(Beginning of Entries supplied)

//! Runtime configuration: command line, app settings file, environment.
//!
//! Precedence, lowest first: built-in defaults, `configs/app.yaml`,
//! `VANITY__*` environment variables, command-line flags.

use std::path::{Path, PathBuf};
use std::str::FromStr;
use std::time::Duration;

use clap::{Args, Parser, Subcommand};
use serde::Deserialize;

use crate::crypto::mnemonic::{DEFAULT_DERIVE_COUNT, DEFAULT_STRENGTH};
use crate::crypto::ScryptParams;

/// EVM vanity wallet generator
#[derive(Parser, Debug, Clone)]
#[command(author, version, about, long_about = None)]
pub struct Cli {
    #[command(flatten)]
    pub global: GlobalArgs,

    #[command(subcommand)]
    pub command: Command,
}

/// Flags shared by every subcommand.
#[derive(Args, Debug, Clone)]
pub struct GlobalArgs {
    /// App settings file (optional)
    #[arg(long, global = true, default_value = "configs/app.yaml")]
    pub app_config: PathBuf,

    /// Log level: trace, debug, info, warn or error
    #[arg(long, global = true)]
    pub log_level: Option<String>,

    /// Hide private keys, mnemonics and passphrases in console output
    #[arg(long, global = true)]
    pub hide_secrets: bool,

    /// Number of worker threads (default: number of CPU cores)
    #[arg(short = 'w', long, global = true)]
    pub workers: Option<usize>,

    /// Base directory for run outputs
    #[arg(long, global = true)]
    pub logs_dir: Option<PathBuf>,
}

#[derive(Subcommand, Debug, Clone)]
pub enum Command {
    /// Search for vanity addresses
    Generate(GenerateArgs),
    /// Encrypt raw private keys into keystore files
    Encrypt(EncryptArgs),
    /// Decrypt keystore files back to raw private keys
    Decrypt(DecryptArgs),
}

/// Where candidate accounts come from.
#[derive(Debug, Clone, Copy, PartialEq, Eq, Default)]
pub enum SourceKind {
    /// Independent random private keys
    #[default]
    Private,
    /// Accounts derived from random seed phrases
    Mnemonic,
}

impl SourceKind {
    /// Module name used for run directories.
    pub fn module(self) -> &'static str {
        match self {
            SourceKind::Private => "private",
            SourceKind::Mnemonic => "mnemonics",
        }
    }
}

impl FromStr for SourceKind {
    type Err = String;

    fn from_str(s: &str) -> Result<Self, Self::Err> {
        match s.to_lowercase().as_str() {
            "private" | "priv" | "keys" => Ok(SourceKind::Private),
            "mnemonic" | "mnemonics" | "seed" => Ok(SourceKind::Mnemonic),
            _ => Err(format!("Unknown source: {}", s)),
        }
    }
}

impl std::fmt::Display for SourceKind {
    fn fmt(&self, f: &mut std::fmt::Formatter<'_>) -> std::fmt::Result {
        f.write_str(self.module())
    }
}

#[derive(Args, Debug, Clone)]
pub struct GenerateArgs {
    /// Candidate source: private or mnemonic
    #[arg(default_value = "private")]
    pub source: SourceKind,

    /// Rule configuration file
    #[arg(short, long, default_value = "configs/patterns.yaml")]
    pub patterns: PathBuf,

    /// Store matches as password-encrypted keystores (private source only)
    #[arg(long)]
    pub encrypt: bool,

    /// Keystore password
    #[arg(long, env = "VANITY_KEYSTORE_PASSWORD", hide_env_values = true)]
    pub keystore_password: Option<String>,

    /// Use cheap scrypt parameters for keystores
    #[arg(long)]
    pub light_kdf: bool,

    /// Password hint saved next to the results
    #[arg(long)]
    pub hint: Option<String>,

    /// Seed phrase length in words (12, 15, 18, 21 or 24)
    #[arg(long, default_value = "12")]
    pub words: usize,

    /// Accounts derived per seed phrase
    #[arg(short = 'n', long, default_value_t = DEFAULT_DERIVE_COUNT)]
    pub derive: u32,

    /// BIP-39 passphrase applied to every generated phrase
    #[arg(long, env = "VANITY_PASSPHRASE", hide_env_values = true, default_value = "")]
    pub passphrase: String,

    /// Progress report interval in seconds
    #[arg(short = 'r', long)]
    pub report_interval: Option<u64>,

    /// Stop the search after this many seconds
    #[arg(short, long)]
    pub timeout: Option<u64>,
}

#[derive(Args, Debug, Clone)]
pub struct EncryptArgs {
    /// File with one raw private key per line
    #[arg(short, long, default_value = "inputs/encrypt/privates.txt")]
    pub input: PathBuf,

    /// Keystore password
    #[arg(long, env = "VANITY_KEYSTORE_PASSWORD", hide_env_values = true)]
    pub password: String,

    /// Use cheap scrypt parameters
    #[arg(long)]
    pub light_kdf: bool,

    /// Password hint saved next to the results
    #[arg(long)]
    pub hint: Option<String>,
}

#[derive(Args, Debug, Clone)]
pub struct DecryptArgs {
    /// Directory holding all.jsonl, *.json or files/*.json
    #[arg(short, long, default_value = "inputs/decrypt")]
    pub input: PathBuf,

    /// Keystore password
    #[arg(long, env = "VANITY_KEYSTORE_PASSWORD", hide_env_values = true)]
    pub password: String,
}

impl GenerateArgs {
    /// Entropy strength in bits for the configured word count.
    pub fn strength_bits(&self) -> usize {
        self.words * 32 / 3
    }

    pub fn scrypt_params(&self) -> ScryptParams {
        if self.light_kdf {
            ScryptParams::LIGHT
        } else {
            ScryptParams::STANDARD
        }
    }

    /// Optional time limit for the search.
    pub fn deadline(&self) -> Option<Duration> {
        self.timeout.filter(|&secs| secs > 0).map(Duration::from_secs)
    }

    /// Whether found keys are stored encrypted.
    pub fn keystore_usage(&self) -> bool {
        self.source == SourceKind::Private && self.encrypt
    }

    /// Validates the combination of flags.
    pub fn validate(&self) -> Result<(), ConfigError> {
        if !matches!(self.words, 12 | 15 | 18 | 21 | 24) {
            return Err(ConfigError::InvalidSettings(format!(
                "words must be 12, 15, 18, 21 or 24, got {}",
                self.words
            )));
        }
        if self.derive == 0 {
            return Err(ConfigError::InvalidSettings(
                "derive count must be at least 1".into(),
            ));
        }
        if self.keystore_usage()
            && self.keystore_password.as_deref().unwrap_or("").is_empty()
        {
            return Err(ConfigError::InvalidSettings(
                "--encrypt requires a non-empty keystore password".into(),
            ));
        }
        Ok(())
    }
}

impl Default for GenerateArgs {
    fn default() -> Self {
        Self {
            source: SourceKind::Private,
            patterns: PathBuf::from("configs/patterns.yaml"),
            encrypt: false,
            keystore_password: None,
            light_kdf: false,
            hint: None,
            words: DEFAULT_STRENGTH * 3 / 32,
            derive: DEFAULT_DERIVE_COUNT,
            passphrase: String::new(),
            report_interval: None,
            timeout: None,
        }
    }
}

/// Settings from the app config file and environment.
#[derive(Debug, Clone, Deserialize)]
#[serde(default)]
pub struct AppSettings {
    pub log_level: String,
    pub hide_secrets_in_console: bool,
    /// Worker threads; 0 means one per CPU core
    pub cores: usize,
    pub report_interval_secs: u64,
    pub logs_dir: PathBuf,
}

impl Default for AppSettings {
    fn default() -> Self {
        Self {
            log_level: "info".into(),
            hide_secrets_in_console: false,
            cores: 0,
            report_interval_secs: 10,
            logs_dir: PathBuf::from("logs"),
        }
    }
}

impl AppSettings {
    /// Loads settings from an optional YAML file, then `VANITY__*` variables.
    pub fn load(path: &Path) -> Result<Self, ConfigError> {
        let settings = config::Config::builder()
            .add_source(
                config::File::from(path)
                    .format(config::FileFormat::Yaml)
                    .required(false),
            )
            .add_source(
                config::Environment::with_prefix("VANITY")
                    .separator("__")
                    .try_parsing(true),
            )
            .build()
            .map_err(|e| ConfigError::Load(format!("{}: {}", path.display(), e)))?;

        settings
            .try_deserialize()
            .map_err(|e| ConfigError::Load(format!("{}: {}", path.display(), e)))
    }

    /// Applies command-line overrides.
    pub fn apply(&mut self, args: &GlobalArgs) {
        if let Some(level) = &args.log_level {
            self.log_level = level.clone();
        }
        if args.hide_secrets {
            self.hide_secrets_in_console = true;
        }
        if let Some(workers) = args.workers {
            self.cores = workers;
        }
        if let Some(dir) = &args.logs_dir {
            self.logs_dir = dir.clone();
        }
    }

    /// Returns the number of workers, defaulting to CPU count
    pub fn worker_count(&self) -> usize {
        if self.cores == 0 {
            num_cpus::get()
        } else {
            self.cores
        }
    }

    pub fn report_interval(&self) -> Duration {
        Duration::from_secs(self.report_interval_secs.max(1))
    }
}

/// Configuration errors. All of them are fatal at startup.
#[derive(Debug, thiserror::Error)]
pub enum ConfigError {
    #[error("Failed to load configuration: {0}")]
    Load(String),

    #[error("symbols must not be empty")]
    EmptySymbols,

    #[error("edges.minCount must be >= 0, got {0}")]
    NegativeMinCount(i64),

    #[error("edges.side must be one of: any, prefix, suffix (got {0:?})")]
    InvalidSide(String),

    #[error("symmetric[{index}].{field}: must be non-empty and contain only placeholders X or Y (got {template:?})")]
    InvalidTemplate {
        index: usize,
        field: &'static str,
        template: String,
    },

    #[error("no patterns defined: symmetric, specific, edges, regexp are all empty")]
    NoRules,

    #[error("Invalid settings: {0}")]
    InvalidSettings(String),
}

(End of Entries supplied)

__What to produce__.
What lines in the records contain the word "timeout"? Return each one.

__Solution to this task__.
    pub timeout: Option<u64>,
        self.timeout.filter(|&secs| secs > 0).map(Duration::from_secs)
            timeout: None,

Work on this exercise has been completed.